Все не просто, не линейно, и речь не об уничижении литературы восемнадцатого века. И снова — не о том, хороша она или дурна, а о том, что она такая, какой только и могла быть.
Она, например, особенно и прекрасно демократична… сейчас поясню, в каком именно смысле, но прежде надобно сделать терминологическую поправку.
Фонвизинский «демос», читатель, которым он жаждет быть понят непременно, недвусмысленно и до конца, — разумеется, дворянство. Практически только оно. Вообще, нам, хотя бы еще помнящим «советские тиражи», даже нам, успевшим столкнуться с реальностью рубежа XX и XXI веков, все-таки странно представить, что нормальный (и недурной) тираж книги русского восемнадцатого века — это 600 экземпляров (в девятнадцатом, в его пушкинском периоде, будет 1200). Что зрительский успех «Недоросля» может быть обозначен цифрой 8: восемь спектаклей за один московский сезон.
Да дело и не только в цифрах: не к кому более обращаться, некого более вразумлять. Еремеевна и Тришка появляются в «Недоросле» не для возбуждения сочувствия у себе подобных: не их социальные братья и сестры сидят в партере.
Так вот — о своеобразном «демократизме» литературы восемнадцатого века (кавычки говорят именно о своеобразии, а не об авторской иронии). Она бесконечно далека от самой возможности писательского снобизма: для нее немыслим даже пушкинский конфликт с чернью, с толпой, с «бессмысленным народом».
Пушкин уже станет писать для круга, избранного в смысле духовности
. Фонвизин пишет для избранного в отношении грамотности. Но грамотность — понятие количественное. В отличие от духовности, качественного.Поэт Пушкин ищет внимателя, равного себе, ежели, разумеется, не по гигантским творческим возможностям, то по томящей его духовной жажде:
Просветитель Фонвизин не ищет, не выбирает, не отдает предпочтения: он втолковывает просвещаемым. Конечно, и у него есть ученики более способные и менее способные, но просвещать надобно всех. От императрицы, которая, к великому огорчению, не понимает порою простых истин, до тупоголового Митрофана, по суждению разумного Правдина, еще не потерянного для службы и для отечества: и ему еще можно вколотить несколько правил, хотя бы вовсе простейших…
Но далее.
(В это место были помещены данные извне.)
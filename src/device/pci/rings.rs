//! Abstractions of the rings (Event Ring, Command Ring, Transfer Rings) of
//! a USB3 Host (XHCI) controller.
//!
//! All ring storage lives in guest memory; the structures here hold the
//! register state and cursors and go through the DMA bus for every TRB.

use tracing::{debug, trace, warn};

use crate::device::bus::{BusDeviceRef, GuestAccess};

use super::constants::xhci::{
    operational::crcr,
    rings::{event_ring::segments_table_entry_offsets, TRB_SIZE},
    runtime::{erdp, iman},
};
use super::trb::{
    zeroed_trb_buffer, CommandTrb, CommandTrbVariant, CompletionCode, EventTrb, RawTrbBuffer, Trb,
};

/// The Event Ring: a unidirectional means of communication, allowing the
/// controller to send events to the driver.
///
/// This struct owns the single interrupter register set as well, because
/// ERDP and IMAN are tightly coupled with the ring state: acknowledging
/// the dequeue pointer recomputes the fill level and clears the pending
/// latch.
///
/// The Event Ring Segment Table is limited to a single segment
/// (HCSPARAMS2.ERSTMAX = 0).
#[derive(Debug)]
pub struct EventRing {
    /// Access to guest memory.
    dma_bus: BusDeviceRef,
    /// Interrupter management register.
    iman: u64,
    /// Interrupter moderation register; a delay hint only, no batching.
    imod: u64,
    /// Number of ERST entries the driver programmed.
    erstsz: u64,
    /// Guest address of the Event Ring Segment Table.
    erstba: u64,
    /// Event Ring Dequeue Pointer register, including the EHB bit.
    erdp: u64,
    /// Guest address of the first (and only) ring segment.
    segment_base: u64,
    /// TRB capacity of the segment.
    segment_size: u32,
    /// Enqueue index within the segment.
    enq_idx: u32,
    /// Number of events the guest has not consumed yet.
    events_cnt: u32,
    /// Producer cycle state.
    pcs: bool,
}

/// What an event insertion did, beyond the completion code.
#[derive(Debug, Clone, Copy, PartialEq, Eq)]
pub struct InsertResult {
    pub code: CompletionCode,
    /// The ring just became full; an interrupt is forced.
    pub force_interrupt: bool,
}

impl EventRing {
    pub fn new(dma_bus: BusDeviceRef) -> Self {
        Self {
            dma_bus,
            iman: 0,
            imod: super::constants::xhci::runtime::IMOD_DEFAULT,
            erstsz: 0,
            erstba: 0,
            erdp: 0,
            segment_base: 0,
            segment_size: 0,
            enq_idx: 0,
            events_cnt: 0,
            pcs: true,
        }
    }

    /// Controller reset: forget position and fill level, producer cycle
    /// state returns to one.
    pub fn reset(&mut self) {
        self.enq_idx = 0;
        self.events_cnt = 0;
        self.pcs = true;
    }

    #[must_use]
    pub const fn read_iman(&self) -> u64 {
        self.iman
    }

    /// Handle an IMAN write. Writing one to IP clears the pending latch.
    pub fn write_iman(&mut self, value: u64) {
        let mut pending = self.iman & iman::IP;
        if value & iman::IP != 0 {
            pending = 0;
        }
        self.iman = (value & iman::IE) | pending;
    }

    #[must_use]
    pub const fn read_imod(&self) -> u64 {
        self.imod
    }

    pub fn write_imod(&mut self, value: u64) {
        self.imod = value & 0xFFFF_FFFF;
    }

    #[must_use]
    pub const fn read_erstsz(&self) -> u64 {
        self.erstsz
    }

    pub fn write_erstsz(&mut self, value: u64) {
        self.erstsz = value & 0xFFFF;
    }

    #[must_use]
    pub const fn read_erstba(&self) -> u64 {
        self.erstba
    }

    pub fn write_erstba_lo(&mut self, value: u64) {
        self.erstba = (self.erstba & !0xFFFF_FFFF) | (value & 0xFFFF_FFC0);
    }

    /// The high half completes the base address; resolve the first segment
    /// table entry.
    pub fn write_erstba_hi(&mut self, value: u64) {
        self.erstba = (self.erstba & 0xFFFF_FFFF) | (value << 32);
        self.configure();
    }

    fn configure(&mut self) {
        let entry = self.erstba & !0x3F;
        self.segment_base = self
            .dma_bus
            .read_u64(entry + segments_table_entry_offsets::BASE_ADDR)
            & !0x3F;
        self.segment_size = self
            .dma_bus
            .read_u32(entry + segments_table_entry_offsets::SIZE)
            & 0xFFFF;
        debug!(
            "event ring segment at {:#x} with space for {} TRBs",
            self.segment_base, self.segment_size
        );
    }

    /// Whether the driver has programmed a segment table entry yet.
    #[must_use]
    pub const fn is_configured(&self) -> bool {
        self.segment_size != 0
    }

    #[must_use]
    pub const fn read_erdp(&self) -> u64 {
        self.erdp
    }

    /// Handle a write to the low half of ERDP.
    ///
    /// Writing one to the busy bit (EHB) acknowledges the interrupt: both
    /// EHB and IMAN.IP clear. The fill level is recomputed from the new
    /// dequeue position.
    pub fn write_erdp_lo(&mut self, value: u64) {
        self.erdp = (self.erdp & !0xFFFF_FFFF) | (self.erdp & erdp::EHB) | (value & 0xFFFF_FFF0);
        if value & erdp::EHB != 0 {
            self.erdp &= !erdp::EHB;
            self.iman &= !iman::IP;
        }
        self.recompute_events();
    }

    pub fn write_erdp_hi(&mut self, value: u64) {
        self.erdp = (self.erdp & 0xFFFF_FFFF) | (value << 32);
        self.recompute_events();
    }

    fn recompute_events(&mut self) {
        if self.events_cnt == 0 || self.segment_size == 0 {
            return;
        }
        let pointer = self.erdp & erdp::POINTER_MASK;
        if pointer < self.segment_base {
            return;
        }
        let deq_idx = ((pointer - self.segment_base) / TRB_SIZE as u64) as u32;
        if deq_idx >= self.segment_size {
            return;
        }
        self.events_cnt = if deq_idx <= self.enq_idx {
            self.enq_idx - deq_idx
        } else {
            self.segment_size - (deq_idx - self.enq_idx)
        };
        debug!("erdp {:#x}, events count now {}", pointer, self.events_cnt);
    }

    /// Latch the "event pending" state: ERDP.EHB and IMAN.IP.
    pub fn set_busy_and_pending(&mut self) {
        self.erdp |= erdp::EHB;
        self.iman |= iman::IP;
    }

    /// Whether this interrupter may raise interrupts.
    #[must_use]
    pub const fn interrupts_enabled(&self) -> bool {
        self.iman & iman::IE != 0
    }

    /// Number of unconsumed events.
    #[must_use]
    pub const fn events_cnt(&self) -> u32 {
        self.events_cnt
    }

    #[must_use]
    pub const fn enqueue_index(&self) -> u32 {
        self.enq_idx
    }

    #[must_use]
    pub const fn producer_cycle_state(&self) -> bool {
        self.pcs
    }

    fn write_at_enqueue(&mut self, trb: &EventTrb) {
        let addr = self.segment_base + u64::from(self.enq_idx) * TRB_SIZE as u64;
        self.dma_bus.write_bulk(addr, &trb.to_bytes(self.pcs));
        trace!("enqueued event TRB at {:#x} ({:?})", addr, trb);
        self.enq_idx = (self.enq_idx + 1) % self.segment_size;
        if self.enq_idx == 0 {
            self.pcs = !self.pcs;
        }
        self.events_cnt += 1;
    }

    /// Insert an event TRB.
    ///
    /// When the insert lands in the last free slot, a synthetic Host
    /// Controller event reporting `EventRingFullError` is written in its
    /// place and an interrupt is forced; further inserts fail until the
    /// guest advances ERDP.
    pub fn insert(&mut self, trb: &EventTrb) -> InsertResult {
        if self.segment_size == 0 {
            warn!("dropping event, event ring not configured");
            return InsertResult {
                code: CompletionCode::Undefined,
                force_interrupt: false,
            };
        }

        if self.events_cnt >= self.segment_size {
            warn!("cannot insert event, ring full");
            return InsertResult {
                code: CompletionCode::EventRingFullError,
                force_interrupt: false,
            };
        }

        if self.events_cnt == self.segment_size - 1 {
            warn!("event ring filled up, reporting ring-full to the driver");
            self.write_at_enqueue(&EventTrb::new_ring_full_event_trb());
            return InsertResult {
                code: CompletionCode::EventRingFullError,
                force_interrupt: true,
            };
        }

        self.write_at_enqueue(trb);
        InsertResult {
            code: CompletionCode::Success,
            force_interrupt: false,
        }
    }
}

/// The Command Ring: a unidirectional means of communication, allowing the
/// driver to send commands to the controller.
#[derive(Debug)]
pub struct CommandRing {
    /// Access to guest memory.
    dma_bus: BusDeviceRef,
    /// Set while the command interpreter runs (CRCR.CRR).
    running: bool,
    /// The Command Ring Dequeue Pointer, advanced as commands complete.
    dequeue_pointer: u64,
    /// The controller's consumer cycle state.
    cycle_state: bool,
}

impl CommandRing {
    pub fn new(dma_bus: BusDeviceRef) -> Self {
        Self {
            dma_bus,
            running: false,
            dequeue_pointer: 0,
            cycle_state: false,
        }
    }

    /// Handle a write to the low half of CRCR.
    ///
    /// While the ring runs, only the stop/abort control bits are accepted.
    /// Otherwise the driver installs a new dequeue pointer and consumer
    /// cycle state.
    pub fn write_lo(&mut self, value: u64) {
        if self.running {
            if value & (crcr::CA | crcr::CS) != 0 {
                warn!("stopping/aborting a running command ring is not implemented");
            }
            return;
        }
        self.dequeue_pointer = (self.dequeue_pointer & !0xFFFF_FFFF) | (value & 0xFFFF_FFC0);
        self.cycle_state = value & crcr::RCS != 0;
        debug!(
            "configuring command ring with dp={:#x} and cs={}",
            self.dequeue_pointer, self.cycle_state as u8
        );
    }

    pub fn write_hi(&mut self, value: u64) {
        if self.running {
            return;
        }
        self.dequeue_pointer = (self.dequeue_pointer & 0xFFFF_FFFF) | (value << 32);
    }

    /// Current CRCR read value: everything reads zero except CRR.
    #[must_use]
    pub const fn status(&self) -> u64 {
        if self.running {
            crcr::CRR
        } else {
            0
        }
    }

    /// Mark command processing as started/finished (CRCR.CRR).
    pub fn set_running(&mut self, running: bool) {
        self.running = running;
    }

    /// Try to retrieve a new command from the command ring.
    ///
    /// This function only returns `CommandTrb`s that represent commands,
    /// i.e., it will not return Link TRBs. Instead, Link TRBs are handled
    /// in place, which is the reason why the function might read two TRBs
    /// to return a single one.
    pub fn next_command_trb(&mut self) -> Option<CommandTrb> {
        let first_trb_buffer = self.next_trb_buffer()?;
        let first_trb = CommandTrbVariant::parse(first_trb_buffer);

        let final_trb = match first_trb {
            CommandTrbVariant::Link(link_data) => {
                self.dequeue_pointer = link_data.ring_segment_pointer;
                if link_data.toggle_cycle {
                    self.cycle_state = !self.cycle_state;
                }
                // look at the first TRB of the new memory segment
                let second_trb_buffer = self.next_trb_buffer()?;
                let second_trb = CommandTrbVariant::parse(second_trb_buffer);
                if matches!(second_trb, CommandTrbVariant::Link(_)) {
                    warn!("Link TRB directly follows another Link TRB, stopping");
                    return None;
                }
                second_trb
            }
            _ => first_trb,
        };

        let address = self.dequeue_pointer;
        self.dequeue_pointer = self.dequeue_pointer.wrapping_add(TRB_SIZE as u64);

        Some(CommandTrb {
            address,
            variant: final_trb,
        })
    }

    /// Try to retrieve a fresh command TRB buffer from the command ring.
    fn next_trb_buffer(&self) -> Option<RawTrbBuffer> {
        let mut trb_buffer = zeroed_trb_buffer();
        self.dma_bus
            .read_bulk(self.dequeue_pointer, &mut trb_buffer);

        trace!(
            "interpreting TRB at dequeue pointer; cycle state = {}, TRB = {:?}",
            self.cycle_state as u8,
            trb_buffer
        );

        let cycle_bit = trb_buffer[12] & 0x1 != 0;
        if cycle_bit != self.cycle_state {
            // cycle-bit mismatch: no new command TRB available
            return None;
        }

        Some(trb_buffer)
    }
}

/// Dequeue cursor of a transfer ring (one per endpoint, or per stream).
///
/// All ring contents live in guest memory; this is only the position and
/// the consumer cycle state.
#[derive(Debug, Clone, Copy, PartialEq, Eq)]
pub struct TrbRing {
    pub dequeue_pointer: u64,
    pub cycle_state: bool,
}

impl TrbRing {
    #[must_use]
    pub const fn new(dequeue_pointer: u64, cycle_state: bool) -> Self {
        Self {
            dequeue_pointer,
            cycle_state,
        }
    }

    /// Build a cursor from a TR dequeue pointer qword with DCS in bit 0.
    #[must_use]
    pub const fn from_pointer_and_cycle(value: u64) -> Self {
        Self {
            dequeue_pointer: value & !0xF,
            cycle_state: value & 0x1 != 0,
        }
    }

    /// The qword representation with DCS in bit 0.
    #[must_use]
    pub const fn to_pointer_and_cycle(self) -> u64 {
        self.dequeue_pointer | self.cycle_state as u64
    }

    /// Read the raw TRB at the cursor.
    #[must_use]
    pub fn current_trb(&self, dma_bus: &BusDeviceRef) -> Trb {
        let mut buffer = zeroed_trb_buffer();
        dma_bus.read_bulk(self.dequeue_pointer, &mut buffer);
        Trb::from_bytes(buffer)
    }
}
Она, эта словесность, к тому ж завидно стремится к действенности, не успев в этом смысле расстаться со многими иллюзиями, с которыми, впрочем, литература никогда вконец не распростится; и за этим — все то же самоощущение.
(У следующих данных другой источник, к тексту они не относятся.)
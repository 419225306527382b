//! Transfer Request Blocks.
//!
//! TRBs are the 16-byte descriptors that commands, transfers, and events
//! travel in. Layout per the xHCI specification, section 6.4: a 64-bit
//! parameter, a 32-bit status word, and a 32-bit control word holding the
//! cycle bit (bit 0) and the TRB type (bits 15:10).

use thiserror::Error;

/// Raw wire representation of a single TRB.
pub type RawTrbBuffer = [u8; 16];

#[must_use]
pub const fn zeroed_trb_buffer() -> RawTrbBuffer {
    [0; 16]
}

/// A TRB split into its three architectural fields.
#[derive(Debug, Clone, Copy, Default, PartialEq, Eq)]
pub struct Trb {
    pub parameter: u64,
    pub status: u32,
    pub control: u32,
}

impl Trb {
    #[must_use]
    pub fn from_bytes(buffer: RawTrbBuffer) -> Self {
        Self {
            parameter: u64::from_le_bytes(buffer[0..8].try_into().unwrap()),
            status: u32::from_le_bytes(buffer[8..12].try_into().unwrap()),
            control: u32::from_le_bytes(buffer[12..16].try_into().unwrap()),
        }
    }

    #[must_use]
    pub fn to_bytes(self) -> RawTrbBuffer {
        let mut buffer = zeroed_trb_buffer();
        buffer[0..8].copy_from_slice(&self.parameter.to_le_bytes());
        buffer[8..12].copy_from_slice(&self.status.to_le_bytes());
        buffer[12..16].copy_from_slice(&self.control.to_le_bytes());
        buffer
    }

    #[must_use]
    pub const fn trb_type(self) -> u8 {
        ((self.control >> 10) & 0x3F) as u8
    }

    #[must_use]
    pub const fn cycle(self) -> bool {
        self.control & 0x1 != 0
    }

    #[must_use]
    pub const fn slot_id(self) -> u8 {
        (self.control >> 24) as u8
    }

    #[must_use]
    pub const fn endpoint_id(self) -> u8 {
        ((self.control >> 16) & 0x1F) as u8
    }
}

/// TRB type ids used by this controller.
pub mod trb_types {
    pub const NORMAL: u8 = 1;
    pub const SETUP_STAGE: u8 = 2;
    pub const DATA_STAGE: u8 = 3;
    pub const STATUS_STAGE: u8 = 4;
    pub const ISOCH: u8 = 5;
    pub const LINK: u8 = 6;
    pub const EVENT_DATA: u8 = 7;
    pub const NOOP: u8 = 8;
    pub const ENABLE_SLOT: u8 = 9;
    pub const DISABLE_SLOT: u8 = 10;
    pub const ADDRESS_DEVICE: u8 = 11;
    pub const CONFIGURE_ENDPOINT: u8 = 12;
    pub const EVALUATE_CONTEXT: u8 = 13;
    pub const RESET_ENDPOINT: u8 = 14;
    pub const STOP_ENDPOINT: u8 = 15;
    pub const SET_TR_DEQUEUE: u8 = 16;
    pub const RESET_DEVICE: u8 = 17;
    pub const FORCE_EVENT: u8 = 18;
    pub const NEGOTIATE_BW: u8 = 19;
    pub const SET_LATENCY_TOLERANCE: u8 = 20;
    pub const GET_PORT_BANDWIDTH: u8 = 21;
    pub const FORCE_HEADER: u8 = 22;
    pub const NOOP_COMMAND: u8 = 23;

    pub const TRANSFER_EVENT: u8 = 32;
    pub const COMMAND_COMPLETION_EVENT: u8 = 33;
    pub const PORT_STATUS_CHANGE_EVENT: u8 = 34;
    pub const HOST_CONTROLLER_EVENT: u8 = 37;
}

/// xHCI completion codes (specification section 6.4.5).
#[derive(Debug, Clone, Copy, PartialEq, Eq)]
#[repr(u8)]
pub enum CompletionCode {
    Invalid = 0,
    Success = 1,
    DataBufferError = 2,
    BabbleDetectedError = 3,
    UsbTransactionError = 4,
    TrbError = 5,
    StallError = 6,
    ResourceError = 7,
    NoSlotsAvailableError = 9,
    InvalidStreamTypeError = 10,
    SlotNotEnabledError = 11,
    EndpointNotEnabledError = 12,
    ShortPacket = 13,
    ParameterError = 17,
    ContextStateError = 19,
    EventRingFullError = 21,
    IncompatibleDeviceError = 22,
    CommandAborted = 25,
    Stopped = 26,
    InvalidStreamIdError = 34,
    Undefined = 33,
}

/// Control bits shared by several transfer TRB types.
mod control_bits {
    pub const ISP: u32 = 1 << 2;
    pub const CH: u32 = 1 << 4;
    pub const IOC: u32 = 1 << 5;
    pub const IDT: u32 = 1 << 6;
    pub const TC: u32 = 1 << 1;
    pub const DCEP: u32 = 1 << 9;
    pub const ED: u32 = 1 << 2;
}

/// An event TRB ready for insertion into the event ring.
///
/// The cycle bit is left clear; the event ring owns it and patches in the
/// producer cycle state at insertion time.
#[derive(Debug, Clone, Copy, PartialEq, Eq)]
pub struct EventTrb(pub Trb);

impl EventTrb {
    #[must_use]
    pub const fn new_port_status_change_event_trb(port_id: u8) -> Self {
        Self(Trb {
            parameter: (port_id as u64) << 24,
            status: (CompletionCode::Success as u32) << 24,
            control: (trb_types::PORT_STATUS_CHANGE_EVENT as u32) << 10,
        })
    }

    #[must_use]
    pub const fn new_command_completion_event_trb(
        command_trb_pointer: u64,
        completion_code: CompletionCode,
        slot_id: u8,
    ) -> Self {
        Self(Trb {
            parameter: command_trb_pointer,
            status: (completion_code as u32) << 24,
            control: ((trb_types::COMMAND_COMPLETION_EVENT as u32) << 10)
                | ((slot_id as u32) << 24),
        })
    }

    #[must_use]
    pub const fn new_transfer_event_trb(
        trb_pointer: u64,
        transfer_length: u32,
        completion_code: CompletionCode,
        event_data: bool,
        endpoint_id: u8,
        slot_id: u8,
    ) -> Self {
        Self(Trb {
            parameter: trb_pointer,
            status: (transfer_length & 0xFF_FFFF) | ((completion_code as u32) << 24),
            control: ((trb_types::TRANSFER_EVENT as u32) << 10)
                | if event_data { control_bits::ED } else { 0 }
                | ((endpoint_id as u32) << 16)
                | ((slot_id as u32) << 24),
        })
    }

    /// The synthetic Host Controller event reporting a full event ring.
    #[must_use]
    pub const fn new_ring_full_event_trb() -> Self {
        Self(Trb {
            parameter: 0,
            status: (CompletionCode::EventRingFullError as u32) << 24,
            control: (trb_types::HOST_CONTROLLER_EVENT as u32) << 10,
        })
    }

    /// Wire representation with the producer cycle state patched in.
    #[must_use]
    pub fn to_bytes(self, cycle_state: bool) -> RawTrbBuffer {
        let mut trb = self.0;
        trb.control = (trb.control & !0x1) | u32::from(cycle_state);
        trb.to_bytes()
    }
}

#[derive(Debug, Clone, Copy, PartialEq, Eq)]
pub struct LinkTrbData {
    pub ring_segment_pointer: u64,
    pub toggle_cycle: bool,
}

#[derive(Debug, Clone, Copy, PartialEq, Eq)]
pub struct SlotCommandTrbData {
    pub slot_id: u8,
}

#[derive(Debug, Clone, Copy, PartialEq, Eq)]
pub struct InputContextCommandTrbData {
    pub slot_id: u8,
    pub input_context_pointer: u64,
}

#[derive(Debug, Clone, Copy, PartialEq, Eq)]
pub struct ConfigureEndpointCommandTrbData {
    pub slot_id: u8,
    pub input_context_pointer: u64,
    pub deconfigure: bool,
}

#[derive(Debug, Clone, Copy, PartialEq, Eq)]
pub struct EndpointCommandTrbData {
    pub slot_id: u8,
    pub endpoint_id: u8,
}

#[derive(Debug, Clone, Copy, PartialEq, Eq)]
pub struct SetTrDequeueCommandTrbData {
    pub slot_id: u8,
    pub endpoint_id: u8,
    pub stream_id: u32,
    /// New dequeue pointer with the DCS bit in bit 0.
    pub pointer_and_cycle: u64,
}

/// A parsed command TRB together with its guest address.
#[derive(Debug, Clone, Copy, PartialEq, Eq)]
pub struct CommandTrb {
    pub address: u64,
    pub variant: CommandTrbVariant,
}

#[derive(Debug, Clone, Copy, PartialEq, Eq)]
pub enum CommandTrbVariant {
    Link(LinkTrbData),
    EnableSlot,
    DisableSlot(SlotCommandTrbData),
    AddressDevice(InputContextCommandTrbData),
    ConfigureEndpoint(ConfigureEndpointCommandTrbData),
    EvaluateContext(InputContextCommandTrbData),
    ResetEndpoint(EndpointCommandTrbData),
    StopEndpoint(EndpointCommandTrbData),
    SetTrDequeuePointer(SetTrDequeueCommandTrbData),
    ResetDevice(SlotCommandTrbData),
    /// Commands we accept and complete successfully without action.
    NoOp(SlotCommandTrbData),
    Unrecognized(Trb, TrbParseError),
}

impl CommandTrbVariant {
    #[must_use]
    pub fn parse(buffer: RawTrbBuffer) -> Self {
        let trb = Trb::from_bytes(buffer);
        let slot = SlotCommandTrbData {
            slot_id: trb.slot_id(),
        };
        let input = InputContextCommandTrbData {
            slot_id: trb.slot_id(),
            input_context_pointer: trb.parameter & !0xF,
        };
        match trb.trb_type() {
            trb_types::LINK => Self::Link(LinkTrbData {
                ring_segment_pointer: trb.parameter & !0xF,
                toggle_cycle: trb.control & control_bits::TC != 0,
            }),
            trb_types::ENABLE_SLOT => Self::EnableSlot,
            trb_types::DISABLE_SLOT => Self::DisableSlot(slot),
            trb_types::ADDRESS_DEVICE => Self::AddressDevice(input),
            trb_types::CONFIGURE_ENDPOINT => Self::ConfigureEndpoint(ConfigureEndpointCommandTrbData {
                slot_id: trb.slot_id(),
                input_context_pointer: trb.parameter & !0xF,
                deconfigure: trb.control & control_bits::DCEP != 0,
            }),
            trb_types::EVALUATE_CONTEXT => Self::EvaluateContext(input),
            trb_types::RESET_ENDPOINT => Self::ResetEndpoint(EndpointCommandTrbData {
                slot_id: trb.slot_id(),
                endpoint_id: trb.endpoint_id(),
            }),
            trb_types::STOP_ENDPOINT => Self::StopEndpoint(EndpointCommandTrbData {
                slot_id: trb.slot_id(),
                endpoint_id: trb.endpoint_id(),
            }),
            trb_types::SET_TR_DEQUEUE => Self::SetTrDequeuePointer(SetTrDequeueCommandTrbData {
                slot_id: trb.slot_id(),
                endpoint_id: trb.endpoint_id(),
                stream_id: (trb.status >> 16) & 0xFFFF,
                pointer_and_cycle: trb.parameter,
            }),
            trb_types::RESET_DEVICE => Self::ResetDevice(slot),
            trb_types::FORCE_EVENT
            | trb_types::NEGOTIATE_BW
            | trb_types::SET_LATENCY_TOLERANCE
            | trb_types::GET_PORT_BANDWIDTH
            | trb_types::FORCE_HEADER
            | trb_types::NOOP_COMMAND => Self::NoOp(slot),
            unknown => Self::Unrecognized(trb, TrbParseError::UnknownCommandType(unknown)),
        }
    }
}

#[derive(Debug, Clone, Copy, PartialEq, Eq)]
pub struct NormalTrbData {
    /// Guest buffer address, or the immediate payload when `immediate_data`.
    pub data_pointer: u64,
    pub transfer_length: u32,
    pub immediate_data: bool,
    pub interrupt_on_completion: bool,
    pub interrupt_on_short_packet: bool,
    pub chain: bool,
}

#[derive(Debug, Clone, Copy, PartialEq, Eq)]
pub struct SetupStageTrbData {
    /// The raw 8-byte device request carried inline.
    pub request: u64,
    pub immediate_data: bool,
    pub transfer_length: u32,
    pub interrupt_on_completion: bool,
}

#[derive(Debug, Clone, Copy, PartialEq, Eq)]
pub struct EventDataTrbData {
    /// Driver-chosen payload surfaced in the transfer event.
    pub event_data: u64,
    pub interrupt_on_completion: bool,
}

/// A parsed transfer TRB together with its guest address.
#[derive(Debug, Clone, Copy, PartialEq, Eq)]
pub struct TransferTrb {
    pub address: u64,
    pub variant: TransferTrbVariant,
}

#[derive(Debug, Clone, Copy, PartialEq, Eq)]
pub enum TransferTrbVariant {
    Normal(NormalTrbData),
    SetupStage(SetupStageTrbData),
    DataStage(NormalTrbData),
    StatusStage { interrupt_on_completion: bool },
    Isoch(NormalTrbData),
    Link(LinkTrbData),
    EventData(EventDataTrbData),
    NoOp { interrupt_on_completion: bool },
    Unrecognized(Trb, TrbParseError),
}

impl TransferTrbVariant {
    #[must_use]
    pub fn parse(buffer: RawTrbBuffer) -> Self {
        let trb = Trb::from_bytes(buffer);
        let ioc = trb.control & control_bits::IOC != 0;
        let normal = NormalTrbData {
            data_pointer: trb.parameter,
            transfer_length: trb.status & 0x1_FFFF,
            immediate_data: trb.control & control_bits::IDT != 0,
            interrupt_on_completion: ioc,
            interrupt_on_short_packet: trb.control & control_bits::ISP != 0,
            chain: trb.control & control_bits::CH != 0,
        };
        match trb.trb_type() {
            trb_types::NORMAL => Self::Normal(normal),
            trb_types::SETUP_STAGE => Self::SetupStage(SetupStageTrbData {
                request: trb.parameter,
                immediate_data: trb.control & control_bits::IDT != 0,
                transfer_length: trb.status & 0x1_FFFF,
                interrupt_on_completion: ioc,
            }),
            trb_types::DATA_STAGE => Self::DataStage(normal),
            trb_types::STATUS_STAGE => Self::StatusStage {
                interrupt_on_completion: ioc,
            },
            trb_types::ISOCH => Self::Isoch(normal),
            trb_types::LINK => Self::Link(LinkTrbData {
                ring_segment_pointer: trb.parameter & !0xF,
                toggle_cycle: trb.control & control_bits::TC != 0,
            }),
            trb_types::EVENT_DATA => Self::EventData(EventDataTrbData {
                event_data: trb.parameter,
                interrupt_on_completion: ioc,
            }),
            trb_types::NOOP => Self::NoOp {
                interrupt_on_completion: ioc,
            },
            unknown => Self::Unrecognized(trb, TrbParseError::UnknownTransferType(unknown)),
        }
    }
}

#[derive(Error, Debug, Clone, Copy, PartialEq, Eq)]
pub enum TrbParseError {
    #[error("unknown command TRB type {0}")]
    UnknownCommandType(u8),
    #[error("unknown transfer TRB type {0}")]
    UnknownTransferType(u8),
}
«Слова поэта суть уже его дела». Александр Блок так комментировал это пушкинское возражение Державину: «Они проявляют неожиданное могущество: они испытывают человеческие сердца и производят какой-то отбор в грудах человеческого шлака; может быть, они собирают какие-то части старой породы, носящей название „человек“…»
Совершись уэллсовское чудо, попади эти слова на глаза Денису Ивановичу, они показались бы ему несусветною ахинеей, гораздо большею, чем суждение Гоголя о Простаковой. Не только потому, что в его время об искусстве не изъяснялись столь отвлеченно, но и потому, что это потом, для Пушкина и для идущих следом, дело слова
будет таинственным, пророческим, магическим. Несмотря даже на то, что сам Пушкин, вообще многое наследственно перенявший у восемнадцатого века, вовсе не думал отказываться от слова-дела в тогдашнем понимании, от роли советодателя при государе: «Беда стране, где раб и льстец одни приближены к престолу…»Для Фонвизина же, для Державина, Новикова, Радищева, Княжнина слово не является делом в полном и всеобъемлющем смысле; оно — лишь часть дела, его не самая действенная и оттого не самая лучшая разновидность, его функция
. Оно еще не обособилось.Ничего удивительного, что им, словом, позволительно и покривить — опять-таки ради дела.
Припомним панегирик, с каким Новиков, затевая журнал «Живописец», обратился к «неизвестному г. сочинителю комедии „О время!“, к Екатерине: „Вы первый сочинили комедию точно в наших нравах… вы первый с таким искусством и остротою… вы первый… вы первый… перо ваше достойно равенства с Мольеровым“.
Все понятно. Неблагонравно выражаясь, Николай Иванович заробел поротой задницей: ему не хотелось, чтобы „Живописец“ повторил печальный опыт „Трутня“. Кроме того, таким образом отстаивалась возможность возродить сатиру. Не исключено даже, что лесть сокрывала потайную полемику с императрицей, прежде ведшуюся открыто: Екатерина в споре с „Трутнем“ утверждала, что высмеивать следует не живых людей, не лица, но пороки вообще, — так вот Новиков теперь, возможно не без лукавства, советует ей обратное: „Истребите из сердца всякое пристрастие, не взирайте на лица: порочный человек во всяком звании равно достоин презрения“.